Exercise requirements: Gather all lines in the entries below that include the word "events".

Stored data
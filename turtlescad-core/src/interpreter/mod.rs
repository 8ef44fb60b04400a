//! The turtle script interpreter.
//!
//! Scripts are interpreted directly from the token stream: statements are
//! executed as they are parsed, with no intermediate AST. A `repeat` body is
//! executed by rewinding the token cursor to the start of the block.
//!
//! # Expression hierarchy
//!
//! - `scan_primary`: literals, names, calls, parentheses, unary `+`/`-`
//! - `scan_term`: `*`, `/`, `%`
//! - `scan_expression`: `+`, `-`
//!
//! The interpreter never touches turtle state directly; every drawing
//! effect goes through [`TurtleCommands`], and finished outlines are
//! collected into a [`Drawing`].

mod builtins;
mod expr;
pub(crate) mod helpers;
mod statement;

use std::collections::HashMap;

use tracing::debug;
use turtlescad_geometry::drawing::Drawing;
use turtlescad_geometry::turtle::{Turtle, TurtleCommands, TurtleOptions};

use crate::error::{ErrorKind, InterpResult, InterpreterError, Severity};
use crate::scanner::Scanner;
use crate::token::{Span, Token, TokenKind};
use crate::types::Value;

// ---------------------------------------------------------------------------
// Interpreter state
// ---------------------------------------------------------------------------

/// The turtle script interpreter.
pub struct Interpreter {
    /// Turtle receiving drawing commands.
    turtle: Box<dyn TurtleCommands + Send>,
    /// Variables declared with `let`.
    variables: HashMap<String, Value>,
    /// Output polygons and wrapper brackets.
    drawing: Drawing,
    /// Tokens of the script being run (always ends with `Eof`).
    tokens: Vec<Token>,
    /// Index of the current token.
    pos: usize,
    /// Non-fatal diagnostics from all runs so far.
    diagnostics: Vec<InterpreterError>,
}

impl Interpreter {
    /// Create an interpreter driving a fresh [`Turtle`].
    ///
    /// # Errors
    ///
    /// Returns a geometry error if `options` holds an invalid pen width or
    /// cap facet count.
    pub fn new(options: TurtleOptions) -> InterpResult<Self> {
        Ok(Self::with_turtle(Box::new(Turtle::new(options)?)))
    }

    /// Create an interpreter driving the given turtle.
    #[must_use]
    pub fn with_turtle(turtle: Box<dyn TurtleCommands + Send>) -> Self {
        Self {
            turtle,
            variables: HashMap::new(),
            drawing: Drawing::new(),
            tokens: vec![Token {
                kind: TokenKind::Eof,
                span: Span::at(0),
            }],
            pos: 0,
            diagnostics: Vec::new(),
        }
    }

    /// Run a script.
    ///
    /// Turtle state, variables and the drawing carry over between calls.
    ///
    /// # Errors
    ///
    /// Returns the first scan error, or the first error raised while
    /// executing. Execution stops at the first error; polygons finished
    /// before it stay in the drawing. A script that ends with the pen down
    /// succeeds but leaves a warning in [`Self::diagnostics`].
    pub fn run(&mut self, source: &str) -> InterpResult<()> {
        let mut scanner = Scanner::new(source);
        let tokens = scanner.scan_all();
        if let Some(err) = scanner.take_errors().into_iter().next() {
            return Err(err.into());
        }

        self.tokens = tokens;
        self.pos = 0;

        while !self.cur().kind.is_eof() {
            self.do_statement()?;
        }

        if self.turtle.is_pen_down() {
            debug!("script ended with the pen down");
            self.diagnostics.push(
                InterpreterError::new(
                    ErrorKind::UnfinishedStroke,
                    "script ended with the pen down; the unfinished stroke is not drawn",
                )
                .with_severity(Severity::Warning),
            );
        }
        debug!(
            polygons = self.drawing.polygons().count(),
            "script finished"
        );
        Ok(())
    }

    /// The drawing built so far.
    #[must_use]
    pub const fn drawing(&self) -> &Drawing {
        &self.drawing
    }

    /// Consume the interpreter and return its drawing.
    #[must_use]
    pub fn into_drawing(self) -> Drawing {
        self.drawing
    }

    /// Warnings collected while running, oldest first.
    #[must_use]
    pub fn diagnostics(&self) -> &[InterpreterError] {
        &self.diagnostics
    }

    /// The turtle being driven.
    #[must_use]
    pub fn turtle(&self) -> &dyn TurtleCommands {
        &*self.turtle
    }

    /// Look up a variable declared with `let`.
    #[must_use]
    pub fn variable(&self, name: &str) -> Option<&Value> {
        self.variables.get(name)
    }

    // -----------------------------------------------------------------------
    // Token cursor
    // -----------------------------------------------------------------------

    fn cur(&self) -> &Token {
        &self.tokens[self.pos]
    }

    fn peek(&self) -> &Token {
        &self.tokens[(self.pos + 1).min(self.tokens.len() - 1)]
    }

    /// Move to the next token. Stays on `Eof`.
    fn advance(&mut self) {
        if self.pos + 1 < self.tokens.len() {
            self.pos += 1;
        }
    }

    fn at_sym(&self, name: &str) -> bool {
        self.cur().kind.is_sym(name)
    }

    /// Consume the given punctuation or keyword, returning its span.
    fn expect_sym(&mut self, name: &str) -> InterpResult<Span> {
        if self.at_sym(name) {
            let span = self.cur().span;
            self.advance();
            Ok(span)
        } else {
            let tok = self.cur();
            Err(InterpreterError::new(
                ErrorKind::MissingToken,
                format!("expected `{name}`, found {}", tok.kind),
            )
            .with_span(tok.span))
        }
    }

    /// Consume an identifier, returning its name and span.
    fn expect_ident(&mut self) -> InterpResult<(String, Span)> {
        let tok = self.cur();
        if let Some(name) = tok.kind.as_ident() {
            let result = (name.to_owned(), tok.span);
            self.advance();
            Ok(result)
        } else {
            Err(InterpreterError::new(
                ErrorKind::UnexpectedToken,
                format!("expected a name, found {}", tok.kind),
            )
            .with_span(tok.span))
        }
    }

    /// Index of the `}` closing the `{` at `open`.
    fn find_block_end(&self, open: usize) -> InterpResult<usize> {
        let mut depth = 0usize;
        for (i, tok) in self.tokens.iter().enumerate().skip(open) {
            match &tok.kind {
                TokenKind::Symbolic(s) if s == "{" => depth += 1,
                TokenKind::Symbolic(s) if s == "}" => {
                    depth -= 1;
                    if depth == 0 {
                        return Ok(i);
                    }
                }
                TokenKind::Eof => break,
                _ => {}
            }
        }
        Err(InterpreterError::new(
            ErrorKind::UnbalancedDelimiter,
            "unterminated block: missing `}`",
        )
        .with_span(self.tokens[open].span))
    }
}
//! Built-in command and function dispatch.

use tracing::trace;
use turtlescad_geometry::math::{angle, cosd, sind};
use turtlescad_geometry::turtle::TurnDirection;

use super::Interpreter;
use super::helpers::{check_finite, scalar_to_int, value_to_scalar};
use crate::command::Builtin;
use crate::error::{ErrorKind, InterpResult, InterpreterError};
use crate::types::Value;

impl Interpreter {
    /// Invoke a builtin whose argument count was already checked.
    pub(super) fn call_builtin(
        &mut self,
        builtin: Builtin,
        name: &str,
        args: &[Value],
    ) -> InterpResult<Value> {
        let nums = args
            .iter()
            .map(value_to_scalar)
            .collect::<InterpResult<Vec<_>>>()?;
        if nums.iter().any(|v| !v.is_finite()) {
            return Err(InterpreterError::new(
                ErrorKind::ArithmeticError,
                format!("`{name}` needs finite arguments, got {nums:?}"),
            ));
        }

        if builtin.is_turtle_command() {
            trace!(command = name, args = ?nums, "command");
        }

        let result = match builtin {
            Builtin::PenDown => {
                self.turtle.pen_down();
                return Ok(Value::Vacuous);
            }
            Builtin::PenUp => {
                if let Some(polygon) = self.turtle.pen_up()? {
                    self.drawing.add_polygon(polygon);
                }
                return Ok(Value::Vacuous);
            }
            Builtin::PenSize => match nums.first() {
                None => self.turtle.pen_width(),
                Some(&w) => {
                    self.turtle.set_pen_width(w)?;
                    return Ok(Value::Vacuous);
                }
            },
            Builtin::EndCapSides => match nums.first() {
                None => f64::from(self.turtle.cap_facets()),
                Some(&n) => {
                    self.turtle.set_cap_facets(scalar_to_int(n))?;
                    return Ok(Value::Vacuous);
                }
            },
            Builtin::Forward => {
                self.turtle.forward(nums[0]);
                return Ok(Value::Vacuous);
            }
            Builtin::Left => {
                self.turtle.turn(nums[0], TurnDirection::Left);
                return Ok(Value::Vacuous);
            }
            Builtin::Right => {
                self.turtle.turn(nums[0], TurnDirection::Right);
                return Ok(Value::Vacuous);
            }
            Builtin::SetPos => {
                self.turtle.set_position(nums[0], nums[1]);
                return Ok(Value::Vacuous);
            }
            Builtin::Heading => self.turtle.heading(),

            Builtin::Sqrt => nums[0].sqrt(),
            Builtin::Abs => nums[0].abs(),
            Builtin::Sind => sind(nums[0]),
            Builtin::Cosd => cosd(nums[0]),
            Builtin::Atan2d => angle(nums[1], nums[0]),
            Builtin::Floor => nums[0].floor(),
            Builtin::Min => nums.iter().copied().fold(f64::INFINITY, f64::min),
            Builtin::Max => nums.iter().copied().fold(f64::NEG_INFINITY, f64::max),
        };

        check_finite(name, result).map(Value::Numeric)
    }
}
use crate::ast::{Expr, Program, Stmt};

const INDENT: &str = "    ";

pub fn pretty(program: &Program) -> String {
    pretty_stmts(&program.stmts)
}

pub fn pretty_stmts(stmts: &[Stmt]) -> String {
    stmts
        .iter()
        .map(pretty_stmt)
        .collect::<Vec<String>>()
        .join("\n")
}

pub fn pretty_stmt(stmt: &Stmt) -> String {
    match stmt {
        Stmt::Expr(e) => pretty_expr(e),
        Stmt::Assign(x, e) => format!("{} = {}", x, pretty_expr(e)),
        Stmt::Print(e) => format!("print({})", pretty_expr(e)),
        Stmt::If(test, body, orelse) => format!(
            "if {}:\n{}\nelse:\n{}",
            pretty_expr(test),
            indent(&pretty_stmts(body)),
            indent(&pretty_stmts(orelse))
        ),
        Stmt::While(test, body) => format!(
            "while {}:\n{}",
            pretty_expr(test),
            indent(&pretty_stmts(body))
        ),
    }
}

pub fn pretty_expr(expr: &Expr) -> String {
    match expr {
        Expr::Id(x) => x.clone(),
        Expr::Const(v) => v.to_source(),
        // unary operands are deliberately left bare, e.g. `- 5`
        Expr::Prim1(op, e) => format!("{} {}", op.to_source(), pretty_expr(e)),
        // binaries are always fully parenthesized, so no precedence table is needed
        Expr::Prim2(op, left, right) => format!(
            "({} {} {})",
            pretty_expr(left),
            op.to_source(),
            pretty_expr(right)
        ),
        Expr::Input => "input_int()".to_string(),
        Expr::If(test, body, orelse) => format!(
            "({} if {} else {})",
            pretty_expr(body),
            pretty_expr(test),
            pretty_expr(orelse)
        ),
    }
}

// Per-line, so an empty block still shows up as one indented empty line.
pub fn indent(s: &str) -> String {
    s.split('\n')
        .map(|line| format!("{}{}", INDENT, line))
        .collect::<Vec<String>>()
        .join("\n")
}
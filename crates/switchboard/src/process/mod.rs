//! Plugin child processes.
//!
//! [`PluginProcess::spawn`] launches a plugin executable, reads and validates
//! its handshake line, connects to the endpoint it announced (optionally
//! under mutual TLS), opens a [`Channel`] and confirms the peer answers a
//! ping. Any failure on the way kills the child before the error is
//! returned. [`PluginProcess::kill`] may be called any number of times.

mod lifecycle;
mod output;
mod state;

#[cfg(all(test, unix))]
mod tests;

use std::path::{Path, PathBuf};
use std::process::{Command, ExitStatus, Stdio};
use std::sync::mpsc::RecvTimeoutError;
use std::sync::{Arc, Mutex, MutexGuard, PoisonError};
use std::time::Duration;

use tracing::{debug, info};

use self::lifecycle::{ChildGuard, terminate_child};
use self::output::{HandshakeReceiver, spawn_stderr_pump, spawn_stdout_reader};
use self::state::ProcessState;
use crate::capability::{CapabilitySet, Dispenser, HostCapability};
use crate::error::PluginError;
use crate::handshake::{
    CLIENT_CERT_ENV, HandshakeConfig, HandshakeError, HandshakeExpectation, HandshakeLine,
};
use crate::transport::tls::{self, SessionIdentity};
use crate::transport::{Channel, ChannelOptions, Conduit, DEFAULT_POLL_INTERVAL};

/// Log target for process lifecycle events.
pub(crate) const PROCESS_TARGET: &str = concat!(env!("CARGO_PKG_NAME"), "::process");

/// Default budget for the handshake, connection and first ping.
pub const DEFAULT_STARTUP_TIMEOUT: Duration = Duration::from_secs(10);

/// Default budget for a single call on a plugin channel.
pub const DEFAULT_CALL_TIMEOUT: Duration = Duration::from_secs(5);

/// How long to wait for the exit status of a plugin that closed stdout
/// before its handshake.
const EARLY_EXIT_WAIT: Duration = Duration::from_millis(500);

/// One configured plugin executable.
#[derive(Debug, Clone, PartialEq, Eq)]
pub struct PluginSpec {
    name: String,
    path: PathBuf,
    args: Vec<String>,
    triggers: Vec<String>,
    auto_encrypt: bool,
}

impl PluginSpec {
    /// Describes the plugin at `path`, named after the file stem.
    #[must_use]
    pub fn new(path: impl Into<PathBuf>) -> Self {
        let executable = path.into();
        let name = executable
            .file_stem()
            .map(|stem| stem.to_string_lossy().into_owned())
            .unwrap_or_default();
        Self {
            name,
            path: executable,
            args: Vec::new(),
            triggers: Vec::new(),
            auto_encrypt: false,
        }
    }

    /// Overrides the plugin name.
    #[must_use]
    pub fn with_name(mut self, name: impl Into<String>) -> Self {
        self.name = name.into();
        self
    }

    /// Sets the command-line arguments passed to the plugin.
    #[must_use]
    pub fn with_args<I, S>(mut self, args: I) -> Self
    where
        I: IntoIterator<Item = S>,
        S: Into<String>,
    {
        self.args = args.into_iter().map(Into::into).collect();
        self
    }

    /// Sets the events the plugin is registered for once started.
    #[must_use]
    pub fn with_triggers<I, S>(mut self, triggers: I) -> Self
    where
        I: IntoIterator<Item = S>,
        S: Into<String>,
    {
        self.triggers = triggers.into_iter().map(Into::into).collect();
        self
    }

    /// Requires a mutually authenticated TLS session.
    #[must_use]
    pub const fn with_auto_encrypt(mut self, auto_encrypt: bool) -> Self {
        self.auto_encrypt = auto_encrypt;
        self
    }

    /// Returns the plugin name.
    #[must_use]
    pub fn name(&self) -> &str {
        &self.name
    }

    /// Returns the executable path.
    #[must_use]
    pub fn path(&self) -> &Path {
        &self.path
    }

    /// Returns the plugin arguments.
    #[must_use]
    pub fn args(&self) -> &[String] {
        &self.args
    }

    /// Returns the events the plugin is registered for.
    #[must_use]
    pub fn triggers(&self) -> &[String] {
        &self.triggers
    }

    /// Returns whether the transport must be encrypted.
    #[must_use]
    pub const fn auto_encrypt(&self) -> bool {
        self.auto_encrypt
    }

    /// Checks that the plugin can be launched.
    ///
    /// # Errors
    ///
    /// Returns [`PluginError::InvalidSpec`] for an empty path or name.
    pub fn validate(&self) -> Result<(), PluginError> {
        if self.path.as_os_str().is_empty() {
            return Err(PluginError::InvalidSpec {
                message: String::from("plugin path must not be empty"),
            });
        }
        if self.name.trim().is_empty() {
            return Err(PluginError::InvalidSpec {
                message: format!("plugin at {} has no usable name", self.path.display()),
            });
        }
        Ok(())
    }
}
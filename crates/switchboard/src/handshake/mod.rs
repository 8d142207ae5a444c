//! Trust contract negotiated before a plugin connection is used.
//!
//! The host exports the expected cookie and the protocol versions it accepts
//! through the child's environment. The plugin checks the cookie, picks a
//! protocol version, binds its endpoint, and answers with a single JSON
//! [`HandshakeLine`] on stdout. The host validates that line with
//! [`HandshakeExpectation`] before it connects to the announced endpoint.

use serde::{Deserialize, Serialize};
use thiserror::Error;

use crate::transport::Endpoint;

/// Version of the framing and JSON-RPC layer shared by host and plugins.
pub const CORE_PROTOCOL_VERSION: u32 = 1;

/// Application protocol version spoken by the `eventplugin` capability.
pub const DEFAULT_PROTOCOL_VERSION: u32 = 1;

/// Environment variable carrying the cookie value by default.
pub const DEFAULT_COOKIE_KEY: &str = "SWITCHBOARD_RPC_COOKIE";

/// Cookie value the default host and plugins agree on.
pub const DEFAULT_COOKIE_VALUE: &str = "switchboard-rpc";

/// Environment variable listing the protocol versions the host accepts.
pub const PROTOCOL_VERSIONS_ENV: &str = "SWITCHBOARD_PLUGIN_PROTOCOL_VERSIONS";

/// Environment variable carrying the host's per-session client certificate.
pub const CLIENT_CERT_ENV: &str = "SWITCHBOARD_PLUGIN_CLIENT_CERT";

/// Shared secret and version tuple both binaries are built with.
///
/// # Example
///
/// ```
/// use switchboard::handshake::HandshakeConfig;
///
/// let config = HandshakeConfig::new(1, "MY_APP_PLUGIN", "hello");
/// assert_eq!(config.cookie_key(), "MY_APP_PLUGIN");
/// let env = config.child_environment();
/// assert!(env.contains(&("MY_APP_PLUGIN".to_owned(), "hello".to_owned())));
/// ```
#[derive(Debug, Clone, PartialEq, Eq, Serialize, Deserialize)]
pub struct HandshakeConfig {
    protocol_version: u32,
    cookie_key: String,
    cookie_value: String,
}

impl Default for HandshakeConfig {
    fn default() -> Self {
        Self::new(
            DEFAULT_PROTOCOL_VERSION,
            DEFAULT_COOKIE_KEY,
            DEFAULT_COOKIE_VALUE,
        )
    }
}

impl HandshakeConfig {
    /// Creates a handshake configuration.
    #[must_use]
    pub fn new(
        protocol_version: u32,
        cookie_key: impl Into<String>,
        cookie_value: impl Into<String>,
    ) -> Self {
        Self {
            protocol_version,
            cookie_key: cookie_key.into(),
            cookie_value: cookie_value.into(),
        }
    }

    /// Returns the protocol version the host accepts.
    #[must_use]
    pub const fn protocol_version(&self) -> u32 {
        self.protocol_version
    }

    /// Returns the name of the environment variable carrying the cookie.
    #[must_use]
    pub const fn cookie_key(&self) -> &str {
        self.cookie_key.as_str()
    }

    /// Returns the expected cookie value.
    #[must_use]
    pub const fn cookie_value(&self) -> &str {
        self.cookie_value.as_str()
    }

    /// Environment entries the host exports to a plugin child.
    #[must_use]
    pub fn child_environment(&self) -> Vec<(String, String)> {
        vec![
            (self.cookie_key.clone(), self.cookie_value.clone()),
            (
                PROTOCOL_VERSIONS_ENV.to_owned(),
                self.protocol_version.to_string(),
            ),
        ]
    }

    /// Verifies the cookie the host placed in the plugin's environment.
    ///
    /// `lookup` abstracts environment access so the check can be exercised
    /// without mutating the process environment.
    ///
    /// # Errors
    ///
    /// Returns [`HandshakeError::MissingCookie`] when the variable is unset
    /// and [`HandshakeError::CookieValueMismatch`] when it differs.
    pub fn check_cookie<F>(&self, lookup: F) -> Result<(), HandshakeError>
    where
        F: Fn(&str) -> Option<String>,
    {
        match lookup(&self.cookie_key) {
            None => Err(HandshakeError::MissingCookie {
                key: self.cookie_key.clone(),
            }),
            Some(value) if value == self.cookie_value => Ok(()),
            Some(_) => Err(HandshakeError::CookieValueMismatch {
                key: self.cookie_key.clone(),
            }),
        }
    }
}

/// Parses the comma-separated version list exported by the host.
///
/// # Errors
///
/// Returns [`HandshakeError::Malformed`] when an entry is not an integer.
pub fn parse_version_list(raw: &str) -> Result<Vec<u32>, HandshakeError> {
    raw.split(',')
        .map(str::trim)
        .filter(|entry| !entry.is_empty())
        .map(|entry| {
            entry.parse::<u32>().map_err(|err| HandshakeError::Malformed {
                message: format!("invalid protocol version '{entry}': {err}"),
            })
        })
        .collect()
}

/// Picks the highest version both the host and the plugin understand.
#[must_use]
pub fn negotiate_version(host_accepts: &[u32], plugin_supports: &[u32]) -> Option<u32> {
    plugin_supports
        .iter()
        .copied()
        .filter(|version| host_accepts.contains(version))
        .max()
}

/// The single line a plugin writes to stdout once it is ready.
#[derive(Debug, Clone, PartialEq, Eq, Serialize, Deserialize)]
pub struct HandshakeLine {
    /// Framing layer version.
    pub core_version: u32,
    /// Negotiated application protocol version.
    pub protocol_version: u32,
    /// Echo of the cookie variable name.
    pub cookie_key: String,
    /// Echo of the cookie value.
    pub cookie_value: String,
    /// Endpoint the plugin listens on, as `unix://` or `tcp://` text.
    pub endpoint: String,
    /// Capability names the plugin serves.
    #[serde(default)]
    pub capabilities: Vec<String>,
    /// Base64 DER certificate when the session is encrypted.
    #[serde(default, skip_serializing_if = "Option::is_none")]
    pub server_cert: Option<String>,
}

impl HandshakeLine {
    /// Serialises the line without a trailing newline.
    ///
    /// # Errors
    ///
    /// Returns the JSON error when serialisation fails.
    pub fn to_json(&self) -> Result<String, serde_json::Error> {
        serde_json::to_string(self)
    }

    /// Parses a line read from the plugin's stdout.
    ///
    /// # Errors
    ///
    /// Returns [`HandshakeError::Malformed`] when the line is not a valid
    /// handshake record.
    pub fn parse(line: &str) -> Result<Self, HandshakeError> {
        serde_json::from_str(line.trim()).map_err(|err| HandshakeError::Malformed {
            message: format!("{err} in '{}'", truncate_for_log(line.trim(), 120)),
        })
    }

    /// Parses the announced endpoint.
    ///
    /// # Errors
    ///
    /// Returns [`HandshakeError::InvalidEndpoint`] when the text does not
    /// describe a supported endpoint.
    pub fn endpoint(&self) -> Result<Endpoint, HandshakeError> {
        self.endpoint
            .parse::<Endpoint>()
            .map_err(|err| HandshakeError::InvalidEndpoint {
                endpoint: self.endpoint.clone(),
                message: err.to_string(),
            })
    }
}

/// Host-side rules a [`HandshakeLine`] must satisfy.
#[derive(Debug, Clone)]
pub struct HandshakeExpectation<'a> {
    config: &'a HandshakeConfig,
    require_encryption: bool,
}

impl<'a> HandshakeExpectation<'a> {
    /// Creates an expectation for the given configuration.
    #[must_use]
    pub const fn new(config: &'a HandshakeConfig, require_encryption: bool) -> Self {
        Self {
            config,
            require_encryption,
        }
    }

    /// Validates a parsed line.
    ///
    /// # Errors
    ///
    /// Returns the first mismatch found, checked in the order core version,
    /// protocol version, cookie key, cookie value, encryption material.
    pub fn validate(&self, line: &HandshakeLine) -> Result<(), HandshakeError> {
        if line.core_version != CORE_PROTOCOL_VERSION {
            return Err(HandshakeError::CoreVersion {
                expected: CORE_PROTOCOL_VERSION,
                actual: line.core_version,
            });
        }
        if line.protocol_version != self.config.protocol_version() {
            return Err(HandshakeError::UnsupportedVersion {
                version: line.protocol_version,
                accepted: self.config.protocol_version().to_string(),
            });
        }
        if line.cookie_key != self.config.cookie_key() {
            return Err(HandshakeError::CookieKeyMismatch {
                expected: self.config.cookie_key().to_owned(),
                actual: line.cookie_key.clone(),
            });
        }
        if line.cookie_value != self.config.cookie_value() {
            return Err(HandshakeError::CookieValueMismatch {
                key: line.cookie_key.clone(),
            });
        }
        if self.require_encryption && line.server_cert.is_none() {
            return Err(HandshakeError::EncryptionRequired);
        }
        Ok(())
    }
}

/// Reasons a handshake is rejected.
#[derive(Debug, Clone, PartialEq, Eq, Error)]
pub enum HandshakeError {
    /// The plugin closed stdout before writing its handshake line.
    #[error("plugin exited before completing the handshake{}", describe_status(*status))]
    Closed {
        /// Exit status when the process had already terminated.
        status: Option<i32>,
    },
    /// The handshake line did not arrive in time.
    #[error("no handshake received within {timeout_ms}ms")]
    Timeout {
        /// Startup budget in milliseconds.
        timeout_ms: u64,
    },
    /// The handshake line could not be parsed.
    #[error("malformed handshake: {message}")]
    Malformed {
        /// Parse failure description.
        message: String,
    },
    /// The plugin speaks another framing layer version.
    #[error("core protocol version mismatch: expected {expected}, got {actual}")]
    CoreVersion {
        /// Host core version.
        expected: u32,
        /// Plugin core version.
        actual: u32,
    },
    /// The plugin picked a protocol version the host does not accept.
    #[error("unsupported protocol version {version} (host accepts {accepted})")]
    UnsupportedVersion {
        /// Version announced by the plugin.
        version: u32,
        /// Versions the host accepts.
        accepted: String,
    },
    /// No protocol version is shared between host and plugin.
    #[error("no common protocol version: host offers {offered}, plugin supports {supported}")]
    NoCommonVersion {
        /// Versions exported by the host.
        offered: String,
        /// Versions compiled into the plugin.
        supported: String,
    },
    /// The echoed cookie key differs from the expected one.
    #[error("cookie key mismatch: expected '{expected}', got '{actual}'")]
    CookieKeyMismatch {
        /// Expected cookie variable name.
        expected: String,
        /// Echoed cookie variable name.
        actual: String,
    },
    /// The echoed cookie value differs from the expected one.
    #[error("cookie value mismatch for '{key}'")]
    CookieValueMismatch {
        /// Cookie variable name.
        key: String,
    },
    /// The plugin was started without the cookie.
    #[error("cookie '{key}' is not set; this binary is a plugin and is not meant to be run directly")]
    MissingCookie {
        /// Cookie variable name.
        key: String,
    },
    /// Encryption was required but the plugin offered no certificate.
    #[error("encrypted transport required but the plugin offered no certificate")]
    EncryptionRequired,
    /// The announced endpoint could not be parsed.
    #[error("invalid endpoint '{endpoint}': {message}")]
    InvalidEndpoint {
        /// Endpoint text from the handshake.
        endpoint: String,
        /// Parse failure description.
        message: String,
    },
}

fn describe_status(status: Option<i32>) -> String {
    status
        .map(|code| format!(" (exit status {code})"))
        .unwrap_or_default()
}

fn truncate_for_log(text: &str, max_chars: usize) -> String {
    if text.chars().count() <= max_chars {
        return text.to_owned();
    }
    let mut out: String = text.chars().take(max_chars).collect();
    out.push('…');
    out
}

Answer to this problem:
/// Log target for process lifecycle events.
    /// Sets the events the plugin is registered for once started.
    /// Returns the events the plugin is registered for.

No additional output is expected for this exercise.